_PROBLEM TO SOLVE_.
Look through the data that follows and copy each line with the string "nobody".

_RECORDED DATA_.
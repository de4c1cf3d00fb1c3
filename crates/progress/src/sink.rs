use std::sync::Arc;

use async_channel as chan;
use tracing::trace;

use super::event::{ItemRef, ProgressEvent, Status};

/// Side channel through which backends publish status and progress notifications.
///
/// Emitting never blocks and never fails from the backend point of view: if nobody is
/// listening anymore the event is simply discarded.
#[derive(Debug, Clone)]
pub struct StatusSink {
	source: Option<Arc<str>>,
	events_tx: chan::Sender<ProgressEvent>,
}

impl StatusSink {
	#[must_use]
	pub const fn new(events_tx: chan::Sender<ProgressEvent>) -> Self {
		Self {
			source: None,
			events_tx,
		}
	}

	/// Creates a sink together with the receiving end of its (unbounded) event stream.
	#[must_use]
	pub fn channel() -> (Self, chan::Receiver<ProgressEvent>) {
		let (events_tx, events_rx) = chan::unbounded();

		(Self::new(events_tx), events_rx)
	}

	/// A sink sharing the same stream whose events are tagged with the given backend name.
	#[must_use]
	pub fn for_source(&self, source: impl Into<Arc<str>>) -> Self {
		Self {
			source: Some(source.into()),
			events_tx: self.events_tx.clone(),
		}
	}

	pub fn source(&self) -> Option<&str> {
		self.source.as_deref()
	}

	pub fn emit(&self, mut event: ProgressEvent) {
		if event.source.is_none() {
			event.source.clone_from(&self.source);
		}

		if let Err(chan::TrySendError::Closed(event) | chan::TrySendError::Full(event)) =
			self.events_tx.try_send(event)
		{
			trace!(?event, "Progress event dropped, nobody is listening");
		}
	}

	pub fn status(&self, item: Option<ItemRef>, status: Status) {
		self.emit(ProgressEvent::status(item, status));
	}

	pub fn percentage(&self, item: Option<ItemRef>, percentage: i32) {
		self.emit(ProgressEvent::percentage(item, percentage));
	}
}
--
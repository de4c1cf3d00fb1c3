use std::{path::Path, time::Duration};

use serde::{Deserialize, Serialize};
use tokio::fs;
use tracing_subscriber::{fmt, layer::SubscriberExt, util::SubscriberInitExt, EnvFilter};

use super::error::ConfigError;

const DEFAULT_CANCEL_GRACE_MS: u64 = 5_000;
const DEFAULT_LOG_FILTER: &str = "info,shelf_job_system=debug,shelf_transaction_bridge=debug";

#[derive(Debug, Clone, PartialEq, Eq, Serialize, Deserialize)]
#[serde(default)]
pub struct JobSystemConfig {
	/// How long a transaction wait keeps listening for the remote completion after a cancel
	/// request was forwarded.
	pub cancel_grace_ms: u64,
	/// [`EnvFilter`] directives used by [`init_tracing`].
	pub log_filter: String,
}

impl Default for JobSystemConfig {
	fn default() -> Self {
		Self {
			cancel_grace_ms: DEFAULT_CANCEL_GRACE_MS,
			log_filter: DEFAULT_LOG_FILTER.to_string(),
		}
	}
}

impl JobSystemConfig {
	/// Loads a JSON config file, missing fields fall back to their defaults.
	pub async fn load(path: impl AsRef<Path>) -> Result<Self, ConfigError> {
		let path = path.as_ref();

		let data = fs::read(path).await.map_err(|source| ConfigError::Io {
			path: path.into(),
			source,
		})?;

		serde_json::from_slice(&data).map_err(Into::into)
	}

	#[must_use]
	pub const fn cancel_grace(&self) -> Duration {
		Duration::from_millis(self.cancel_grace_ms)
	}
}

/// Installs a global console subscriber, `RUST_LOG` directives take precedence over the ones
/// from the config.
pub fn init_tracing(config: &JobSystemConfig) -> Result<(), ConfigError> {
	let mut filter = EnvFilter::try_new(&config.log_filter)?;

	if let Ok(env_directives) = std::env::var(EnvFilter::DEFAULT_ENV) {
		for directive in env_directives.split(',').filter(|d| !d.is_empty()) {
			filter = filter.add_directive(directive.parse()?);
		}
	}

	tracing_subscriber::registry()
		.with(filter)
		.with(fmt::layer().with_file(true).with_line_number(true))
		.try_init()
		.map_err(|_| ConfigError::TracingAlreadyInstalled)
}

_RESULT OF THIS EXERCISE_.
/// Emitting never blocks and never fails from the backend point of view: if nobody is
			trace!(?event, "Progress event dropped, nobody is listening");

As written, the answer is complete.